• DESCRIPTION OF THE TASK
Each record must be printed again exactly as given.

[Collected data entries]

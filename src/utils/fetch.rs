//! Browser HTTP transport with timeout support.
//!
//! [`GlooTransport`] sends requests through `gloo-net` and races each one
//! against a `gloo-timers` timeout.

use std::pin::pin;

use futures::future::{Either, select};
use gloo_net::http::{Request, RequestBuilder};
use gloo_timers::future::TimeoutFuture;

use crate::core::api::{HttpRequest, HttpResponse, HttpTransport, Method};
use crate::core::error::FetchError;

/// `fetch`-backed transport.
#[derive(Clone, Copy, Debug)]
pub struct GlooTransport {
    timeout_ms: u32,
}

impl GlooTransport {
    pub fn new(timeout_ms: u32) -> Self {
        Self { timeout_ms }
    }
}

impl HttpTransport for GlooTransport {
    /// Send a request; fails with [`FetchError::Timeout`] if no response
    /// arrives within the configured time.
    async fn send(&self, request: HttpRequest) -> Result<HttpResponse, FetchError> {
        let exchange = pin!(exchange(request));
        let timeout = pin!(TimeoutFuture::new(self.timeout_ms));

        match select(exchange, timeout).await {
            Either::Left((result, _)) => result,
            Either::Right(_) => Err(FetchError::Timeout),
        }
    }
}

async fn exchange(request: HttpRequest) -> Result<HttpResponse, FetchError> {
    let mut builder: RequestBuilder = match request.method {
        Method::Get => Request::get(&request.url),
        Method::Post => Request::post(&request.url),
    };
    builder = builder.header("Accept", "application/json");
    if let Some(token) = &request.bearer {
        builder = builder.header("Authorization", &format!("Bearer {}", token));
    }

    let built = match request.body {
        Some(body) => builder
            .header("Content-Type", "application/json")
            .body(body),
        None => builder.build(),
    }
    .map_err(|e| FetchError::Network(e.to_string()))?;

    let response = built
        .send()
        .await
        .map_err(|e| FetchError::Network(e.to_string()))?;
    let status = response.status();
    let body = response
        .text()
        .await
        .map_err(|e| FetchError::Network(e.to_string()))?;

    Ok(HttpResponse { status, body })
}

• SOLUTION BELOW
filename src/utils/fetch.rs
//! Browser HTTP transport with timeout support.
//!
//! [`GlooTransport`] sends requests through `gloo-net` and races each one
//! against a `gloo-timers` timeout.

use std::pin::pin;

use futures::future::{Either, select};
use gloo_net::http::{Request, RequestBuilder};
use gloo_timers::future::TimeoutFuture;

use crate::core::api::{HttpRequest, HttpResponse, HttpTransport, Method};
use crate::core::error::FetchError;

/// `fetch`-backed transport.
#[derive(Clone, Copy, Debug)]
pub struct GlooTransport {
    timeout_ms: u32,
}

impl GlooTransport {
    pub fn new(timeout_ms: u32) -> Self {
        Self { timeout_ms }
    }
}

impl HttpTransport for GlooTransport {
    /// Send a request; fails with [`FetchError::Timeout`] if no response
    /// arrives within the configured time.
    async fn send(&self, request: HttpRequest) -> Result<HttpResponse, FetchError> {
        let exchange = pin!(exchange(request));
        let timeout = pin!(TimeoutFuture::new(self.timeout_ms));

        match select(exchange, timeout).await {
            Either::Left((result, _)) => result,
            Either::Right(_) => Err(FetchError::Timeout),
        }
    }
}

async fn exchange(request: HttpRequest) -> Result<HttpResponse, FetchError> {
    let mut builder: RequestBuilder = match request.method {
        Method::Get => Request::get(&request.url),
        Method::Post => Request::post(&request.url),
    };
    builder = builder.header("Accept", "application/json");
    if let Some(token) = &request.bearer {
        builder = builder.header("Authorization", &format!("Bearer {}", token));
    }

    let built = match request.body {
        Some(body) => builder
            .header("Content-Type", "application/json")
            .body(body),
        None => builder.build(),
    }
    .map_err(|e| FetchError::Network(e.to_string()))?;

    let response = built
        .send()
        .await
        .map_err(|e| FetchError::Network(e.to_string()))?;
    let status = response.status();
    let body = response
        .text()
        .await
        .map_err(|e| FetchError::Network(e.to_string()))?;

    Ok(HttpResponse { status, body })
}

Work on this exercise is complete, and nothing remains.